I knock my fist against the bar, which causes the man
at the opposite end to shoot his gaze at me, his eyes a flash of green.
The horn’s sinister opening of "St. James Infirmary” drifts
from the speakers and Cab Calloway’s version
in that old Betty Boop cartoon comes to mind.
More than singing, he was known for his dancing, a pallbearer’s
pitter patter sketched over to make him a ghost,
the animation so lifelike you can almost see the sweat
stacked in gorgeous rings. The hospital never quite told me
who got the donation of J’s green eyes—where they lived,
what they liked to drink. A man 69 years old received restoration of sight.
Tell me. I know nothing of ophthalmology. When fresh retina is braided into
burnt fibers, do the living see through the dead,
the tender wrongs my lover saw overlaid upon the stranger me?
I keep entering boxes, keep knocking.
The man punches my favorite song into the jukebox, starts to tell me
a story about angels and I think, maybe this is the door back.
Published June 28, 2025
Madeleine Mori is a Japanese American writer and editor, born and raised in the San Francisco Bay Area. Her poems, essays, and articles have appeared or are forthcoming in the American Poetry Review, The Yale Review, The Common, The Margins, 2022 Best New Poets (University of Virginia Press), Condé Nast Traveler, and Pleiades Magazine. The Founding Poetry Editor at Pigeon Pages, she lives in Brooklyn and is the Assistant Director of the MFA in Writing at Sarah Lawrence College, where she is the faculty advisor to Lumina Journal. She is at work on a poetry collection and a collection of essays.

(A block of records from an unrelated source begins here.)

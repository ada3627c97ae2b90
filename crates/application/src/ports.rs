use async_trait::async_trait;
use clinica_core::{AppResult, TenantId};
use clinica_domain::{AuditAction, PolicyUser};

/// Repository port for tenant users as seen by access policy.
#[async_trait]
pub trait UserDirectory: Send + Sync {
    /// Finds a user by id inside a tenant.
    ///
    /// Users whose stored record cannot be turned into a policy user (for
    /// example an unknown role) are reported as absent.
    async fn find_user(&self, tenant_id: TenantId, uid: &str) -> AppResult<Option<PolicyUser>>;

    /// Lists the tenant's users ordered by id.
    async fn list_users(&self, tenant_id: TenantId) -> AppResult<Vec<PolicyUser>>;

    /// Inserts or replaces a user.
    async fn save_user(&self, tenant_id: TenantId, user: PolicyUser) -> AppResult<()>;
}

/// Audit event emitted by user administration.
#[derive(Debug, Clone, PartialEq, Eq)]
pub struct AuditEvent {
    /// Tenant scope for the event.
    pub tenant_id: TenantId,
    /// User that performed the action.
    pub subject: String,
    /// Stable audit action identifier.
    pub action: AuditAction,
    /// Resource type label.
    pub resource_type: String,
    /// Resource identifier.
    pub resource_id: String,
    /// Optional audit detail payload.
    pub detail: Option<String>,
}

/// Port for persisting append-only audit events.
#[async_trait]
pub trait AuditRepository: Send + Sync {
    /// Appends one event.
    async fn append_event(&self, event: AuditEvent) -> AppResult<()>;
}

Harold Edgerton was born in Fremont, Nebraska, and he received a BS in electrical engineering from the University of Nebraska. After completing a master's degree in the subject at the Massachusetts Institute of Technology in 1927, he joined the university faculty; he was awarded a PhD in 1931. Between 1933 and 1966, Edgerton applied for forty-five patents for various strobe and electrical engineering devices. He obtained a patent for the stroboscope--a high-powered repeatable flash device--in 1949. His books include Flash! Seeing the Unseen by Ultra High-Speed Photography (1939), Electronic Flash, Strobe (1969), Moments of Vision: The Stroboscopic Revolution in Photography (1979), and Sonar Images (1986). His photographs were exhibited for the first time in 1933, at the Royal Photographic Society in London, and Beaumont Newhall included his work in the first exhibition of photography at the Museum of Modern Art in 1937. Edgerton was awarded the U.S. National Medal of Science in 1973. His work was the subject of a retrospective at the International Center of Photography, and he was given ICP's Infinity Award for Lifetime Achievement in 1987.